Bloodroot seeds with elaisomes 
     An interesting symbiotic relationship exists where approximately 5% of the world's plants have evolved specialized seed attachments that attract certain species of ants to disperse their seeds. About 11, 000 species of plants grow these specialized fleshy structures, rich in lipids and proteins (and sometimes producing ant attracting pheromones) called elaisomes. The ants usually take the seeds back to their nests where the elaisome is consumed but the seeds are discarded, often inside the nests' nutrient rich waste dumps where they are protected from predators (or fires) and finds it easier to germinate. This goes by the name of myrmecochory.
     Our region is especially rich in these species of myrmecochorous plants, with approximately 30% of our spring wildflowers having evolved this way. This occurs in over 90 species in 25 families in the DC area, although not all of them are native. A partial list of plants includes: Trilliums, Hepaticas, Spring Beauties, Woodrushes, Troutlilies, Corydalis, Dutchman's Breeches, Squirrel Corn, Wild Bleeding Hearts, Twinleaf, Rue Anemone, Wild Licorice, Trailing Arbutus, Bloodroot, Wild Ginger, Greater Celandine, most Violets, Pansies, Speedwells, Snowdrops, Daffodils, Grape Hyacinths, Star-of-Bethlehem, Ground Ivy, Henbit, Deadnettle, some Iris, Sedges, Spurges, Bellworts, perhaps Bluebells (though I think they're really water dispersed) , and unfortunately some invasive Thistles and Knapweeds.

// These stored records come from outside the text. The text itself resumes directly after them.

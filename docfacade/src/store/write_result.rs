use crate::common::Value;

/// The store's report of a write (insert, update, remove).
///
/// Write failures are values, not errors: check [WriteResult::is_ok] the way
/// the store's own convention requires. An unacknowledged write (`w = 0`)
/// reports success as soon as it was sent.
#[derive(Debug, Clone, PartialEq)]
pub struct WriteResult {
    ok: bool,
    acknowledged: bool,
    n: u64,
    upserted: Option<Value>,
    err: Option<String>,
}

impl WriteResult {
    /// A confirmed write that affected `n` documents.
    pub fn acknowledged(n: u64) -> Self {
        WriteResult {
            ok: true,
            acknowledged: true,
            n,
            upserted: None,
            err: None,
        }
    }

    /// A write sent without confirmation.
    pub fn unacknowledged() -> Self {
        WriteResult {
            ok: true,
            acknowledged: false,
            n: 0,
            upserted: None,
            err: None,
        }
    }

    /// A write the store rejected.
    pub fn failed(err: &str) -> Self {
        WriteResult {
            ok: false,
            acknowledged: true,
            n: 0,
            upserted: None,
            err: Some(err.to_string()),
        }
    }

    pub fn with_upserted(mut self, id: Value) -> Self {
        self.upserted = Some(id);
        self
    }

    pub fn is_ok(&self) -> bool {
        self.ok
    }

    pub fn is_acknowledged(&self) -> bool {
        self.acknowledged
    }

    /// Number of documents affected.
    pub fn n(&self) -> u64 {
        self.n
    }

    /// `_id` of the document inserted by an upsert.
    pub fn upserted(&self) -> Option<&Value> {
        self.upserted.as_ref()
    }

    pub fn err(&self) -> Option<&str> {
        self.err.as_deref()
    }
}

     So the next time you see some ants at your picnic or while out hiking, remember that they may be the reason you get to enjoy the spring wildflowers as well.

Monday, April 14, 2014

2 Spring Mints

Purple Dead-nettle and Henbit comparison of stalks and leaves

Purple Dead-nettle and Henbit growing together in my yard
     Two early spring mints are commonly confused for each other in many of our yards. Both Purple Dead-nettle Lamium purpureum and Henbit Lamium amplexicaule can often be found growing right next to each other and share several similarities, which is not surprising since they are in the same genus. Both are annuals and well established non-natives originally from Eurasia. Both have square stems typical of mints, but lack the minty smell. Both bloom fairly early in the season and are usually less than a foot tall. Both also are considered edible, but I don't them find terribly appetizing myself (although the flowers from Purple Dead-nettle are slightly sweet if I could ever figure how to harvest enough of them).

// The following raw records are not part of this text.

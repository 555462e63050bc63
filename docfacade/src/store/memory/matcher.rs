use crate::collection::Document;
use crate::common::Value;
use crate::errors::{ErrorKind, FacadeError, FacadeResult};
use regex::RegexBuilder;
use std::cmp::Ordering;

/// Evaluates a query document against `document`.
///
/// Top-level keys are field paths (dotted paths walk embedded documents)
/// or the logical operators `$and`, `$or` and `$nor`. A field condition is
/// either a literal, matched by equality, or an operator document such as
/// `{"$gt": 5, "$lt": 10}`. An array field matches when the array itself or
/// any of its elements satisfies the condition.
pub(crate) fn matches(document: &Document, filter: &Document) -> FacadeResult<bool> {
    for (key, condition) in filter.iter() {
        let matched = match key.as_str() {
            "$and" => all_match(document, condition)?,
            "$or" => any_match(document, condition)?,
            "$nor" => !any_match(document, condition)?,
            op if op.starts_with('$') => {
                log::error!("Unknown top level query operator {}", op);
                return Err(FacadeError::new(
                    &format!("unknown top level operator: {}", op),
                    ErrorKind::InvalidOperation,
                ));
            }
            field => field_matches(document.get_value(field), condition)?,
        };
        if !matched {
            return Ok(false);
        }
    }
    Ok(true)
}

fn sub_filters(condition: &Value) -> FacadeResult<Vec<&Document>> {
    let clauses = condition.as_array().ok_or_else(|| {
        FacadeError::new("$and/$or/$nor must be a nonempty array", ErrorKind::InvalidOperation)
    })?;
    clauses
        .iter()
        .map(|clause| {
            clause.as_document().ok_or_else(|| {
                FacadeError::new("$and/$or/$nor entries must be objects", ErrorKind::InvalidOperation)
            })
        })
        .collect()
}

fn all_match(document: &Document, condition: &Value) -> FacadeResult<bool> {
    for clause in sub_filters(condition)? {
        if !matches(document, clause)? {
            return Ok(false);
        }
    }
    Ok(true)
}

fn any_match(document: &Document, condition: &Value) -> FacadeResult<bool> {
    for clause in sub_filters(condition)? {
        if matches(document, clause)? {
            return Ok(true);
        }
    }
    Ok(false)
}

fn is_operator_document(condition: &Value) -> bool {
    condition
        .as_document()
        .and_then(|doc| doc.keys().next())
        .map(|key| key.starts_with('$'))
        .unwrap_or(false)
}

fn field_matches(value: Option<&Value>, condition: &Value) -> FacadeResult<bool> {
    let operators = match condition.as_document() {
        Some(operators) if is_operator_document(condition) => operators,
        _ => return Ok(equals(value, condition)),
    };

    for (op, operand) in operators.iter() {
        let matched = match op.as_str() {
            "$eq" => equals(value, operand),
            "$ne" => !equals(value, operand),
            "$gt" => compares(value, operand, |o| o == Ordering::Greater),
            "$gte" => compares(value, operand, |o| o != Ordering::Less),
            "$lt" => compares(value, operand, |o| o == Ordering::Less),
            "$lte" => compares(value, operand, |o| o != Ordering::Greater),
            "$in" => in_values(value, operand)?,
            "$nin" => !in_values(value, operand)?,
            "$exists" => value.is_some() == operand.is_truthy(),
            "$size" => match (value.and_then(|v| v.as_array()), operand.as_integer()) {
                (Some(items), Some(size)) => items.len() as i64 == size,
                _ => false,
            },
            "$regex" => regex_matches(value, operand, operators.get_value("$options"))?,
            "$options" => true,
            "$not" => !field_matches(value, operand)?,
            _ => {
                log::error!("Unknown query operator {}", op);
                return Err(FacadeError::new(
                    &format!("unknown operator: {}", op),
                    ErrorKind::InvalidOperation,
                ));
            }
        };
        if !matched {
            return Ok(false);
        }
    }
    Ok(true)
}

fn equals(value: Option<&Value>, expected: &Value) -> bool {
    match value {
        None => expected.is_null(),
        Some(Value::Array(items)) => {
            items.iter().any(|item| item == expected) || matches!(expected, Value::Array(e) if e == items)
        }
        Some(value) => value == expected,
    }
}

/// Range comparison only holds between values of the same type family.
fn comparable(a: &Value, b: &Value) -> bool {
    (a.is_number() && b.is_number()) || std::mem::discriminant(a) == std::mem::discriminant(b)
}

fn compares(value: Option<&Value>, operand: &Value, accept: impl Fn(Ordering) -> bool) -> bool {
    let check = |candidate: &Value| comparable(candidate, operand) && accept(candidate.cmp(operand));
    match value {
        None => false,
        Some(Value::Array(items)) if !operand.is_array() => items.iter().any(check),
        Some(value) => check(value),
    }
}

fn in_values(value: Option<&Value>, operand: &Value) -> FacadeResult<bool> {
    let candidates = operand
        .as_array()
        .ok_or_else(|| FacadeError::new("$in/$nin needs an array", ErrorKind::InvalidOperation))?;
    Ok(candidates.iter().any(|candidate| equals(value, candidate)))
}

fn regex_matches(value: Option<&Value>, pattern: &Value, options: Option<&Value>) -> FacadeResult<bool> {
    let pattern = pattern
        .as_string()
        .ok_or_else(|| FacadeError::new("$regex has to be a string", ErrorKind::InvalidOperation))?;
    let flags = options.and_then(|o| o.as_string()).map(String::as_str).unwrap_or("");
    let regex = RegexBuilder::new(pattern)
        .case_insensitive(flags.contains('i'))
        .multi_line(flags.contains('m'))
        .dot_matches_new_line(flags.contains('s'))
        .build()?;

    let check = |candidate: &Value| candidate.as_string().map(|s| regex.is_match(s)).unwrap_or(false);
    Ok(match value {
        None => false,
        Some(Value::Array(items)) => items.iter().any(check),
        Some(value) => check(value),
    })
}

     Henbit can usually be told apart from the other by its scalloped leaves that grow in whorls around the stem, the upper ones grasping it and appearing to be stalkless. The species name amplexicaule means  "clasping the stem" and is very descriptive of this main way to tell identify this plant. Because they bloom so early and pollinators may not be available, they are able to self-pollinate as well.

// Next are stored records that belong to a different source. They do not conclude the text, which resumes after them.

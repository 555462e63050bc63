use docfacade::common::Value;
use docfacade::doc;
use docfacade::store::{multi, upsert, FindAndModifyOptions, InsertOptions, UpdateOptions, WriteConcern};
use docfacade::FacadeBuilder;
use docfacade_int_test::test_util::{
    cleanup, create_test_context, create_test_context_with, insert_test_documents, run_test,
};

#[test]
fn test_insert_and_batch_insert() {
    run_test(
        || create_test_context(),
        |ctx| {
            let coll = ctx.db().collection("test")?;
            let result = coll.insert(doc! { first_name: "solo" })?;
            assert!(result.is_ok());
            assert_eq!(result.n(), 1);

            let result = coll.batch_insert(vec![doc! { a: 1 }, doc! { a: 2 }])?;
            assert_eq!(result.n(), 2);
            assert_eq!(coll.count()?, 3);
            assert!(ctx.db().has_collection("test")?);
            Ok(())
        },
        |ctx| cleanup(ctx),
    )
}

#[test]
fn test_insert_duplicate_id() {
    run_test(
        || create_test_context(),
        |ctx| {
            let coll = ctx.db().collection("test")?;
            coll.insert(doc! { "_id": 1, a: 1 })?;
            let result = coll.insert(doc! { "_id": 1, a: 2 })?;
            assert!(!result.is_ok());
            assert!(result.err().unwrap().contains("$_id_"));
            Ok(())
        },
        |ctx| cleanup(ctx),
    )
}

#[test]
fn test_unacknowledged_writes() {
    run_test(
        || create_test_context_with(FacadeBuilder::new().write_concern(WriteConcern::Unacknowledged)),
        |ctx| {
            let coll = ctx.db().collection("test")?;
            coll.insert(doc! { "_id": 1 })?;
            let result = coll.insert(doc! { "_id": 1 })?;
            // the failure is not reported back
            assert!(result.is_ok());
            assert!(!result.is_acknowledged());

            let acknowledged = InsertOptions::new(WriteConcern::Acknowledged(1));
            assert!(!coll.insert_with(doc! { "_id": 1 }, &acknowledged)?.is_ok());
            Ok(())
        },
        |ctx| cleanup(ctx),
    )
}

#[test]
fn test_update_operators() {
    run_test(
        || create_test_context(),
        |ctx| {
            let coll = ctx.db().collection("test")?;
            insert_test_documents(&coll)?;

            let result = coll.update(&doc! { first_name: "fn1" }, &doc! { "$set": { age: 32 }, "$push": { arr: 4 } })?;
            assert_eq!(result.n(), 1);
            let fn1 = coll.find(&doc! { first_name: "fn1" })?.to_vec()?;
            assert_eq!(fn1[0].get("age"), Value::from(32));
            assert_eq!(fn1[0].get("arr"), Value::from(vec![1, 2, 3, 4]));

            // a plain update touches the first match only
            let result = coll.update(&doc! { last_name: "ln2" }, &doc! { "$inc": { age: 1 } })?;
            assert_eq!(result.n(), 1);

            let result = coll.update_with_options(&doc! { last_name: "ln2" }, &doc! { "$unset": { body: "" } }, &multi())?;
            assert_eq!(result.n(), 2);
            assert_eq!(coll.count_matching(&doc! { body: { "$exists": true } })?, 1);
            Ok(())
        },
        |ctx| cleanup(ctx),
    )
}

#[test]
fn test_upsert() {
    run_test(
        || create_test_context(),
        |ctx| {
            let coll = ctx.db().collection("test")?;
            let result = coll.update_with_options(&doc! { email: "a@b.c" }, &doc! { "$set": { visits: 1 } }, &upsert())?;
            assert!(result.upserted().is_some());

            let docs = coll.find(&doc! {})?.to_vec()?;
            assert_eq!(docs.len(), 1);
            assert_eq!(docs[0].get("email"), Value::from("a@b.c"));
            assert_eq!(docs[0].get("visits"), Value::from(1));

            let result = coll.update_with_options(&doc! { email: "a@b.c" }, &doc! { "$inc": { visits: 1 } }, &upsert())?;
            assert!(result.upserted().is_none());
            assert_eq!(coll.find(&doc! {})?.to_vec()?[0].get("visits"), Value::from(2));
            Ok(())
        },
        |ctx| cleanup(ctx),
    )
}

#[test]
fn test_replacement_update_rejected_with_multi() {
    run_test(
        || create_test_context(),
        |ctx| {
            let coll = ctx.db().collection("test")?;
            insert_test_documents(&coll)?;
            let options = UpdateOptions::new(false, true, WriteConcern::default());
            let result = coll.update_with_options(&doc! {}, &doc! { replaced: true }, &options)?;
            assert!(!result.is_ok());
            assert_eq!(coll.count_matching(&doc! { replaced: true })?, 0);
            Ok(())
        },
        |ctx| cleanup(ctx),
    )
}

#[test]
fn test_find_and_modify() {
    run_test(
        || create_test_context(),
        |ctx| {
            let coll = ctx.db().collection("test")?;
            insert_test_documents(&coll)?;

            let options = FindAndModifyOptions::new().sort(doc! { age: 1 }).return_new(true);
            let entity = coll.find_and_modify(
                &doc! { last_name: "ln2" },
                &doc! { "$set": { claimed: true } },
                &doc! { first_name: 1, claimed: 1, "_id": 0 },
                &options,
            )?;
            assert_eq!(entity.raw_data(), &doc! { first_name: "fn3", claimed: true });
            assert_eq!(entity.collection_name(), Some("test"));

            let removed = coll.find_and_modify(
                &doc! { claimed: true },
                &doc! {},
                &doc! {},
                &FindAndModifyOptions::new().remove(true),
            )?;
            assert_eq!(removed.get("first_name"), Value::from("fn3"));
            assert_eq!(coll.count()?, 2);

            let nothing = coll.find_and_modify(&doc! { claimed: true }, &doc! { "$set": { a: 1 } }, &doc! {}, &FindAndModifyOptions::new())?;
            assert!(nothing.is_empty());
            Ok(())
        },
        |ctx| cleanup(ctx),
    )
}

#[test]
fn test_clear_keeps_indexes_drop_does_not() {
    run_test(
        || create_test_context(),
        |ctx| {
            let db = ctx.db();
            let coll = db.collection("test")?;
            insert_test_documents(&coll)?;
            coll.ensure_index("first_name", docfacade::collection::Collection::UNIQUE)?;

            assert_eq!(coll.clear()?.n(), 3);
            assert_eq!(coll.count()?, 0);
            assert_eq!(coll.get_indexed_fields()?, vec!["_id", "first_name"]);

            assert!(coll.drop()?);
            assert!(!db.has_collection("test")?);
            assert!(coll.get_indexed_fields()?.is_empty());
            assert!(!coll.drop()?);
            Ok(())
        },
        |ctx| cleanup(ctx),
    )
}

     Purple Dead-nettles have their leaves in clumps, especially near the top, and have short stalks connecting the leaves to the stem. The leaves are often a purplish or dark color. The unusual name is derived in that these plants are thought by some to resemble nettles but are "non-stinging" and thus termed "dead."
     While often considered garden weeds and even invasive by some, these plants are well established and often grow in waste places where few other things thrive. They can be found growing from cracks in the sidewalk and may provide an early nectar source to the earliest pollinators, providing some early spring color in places few other plants can survive.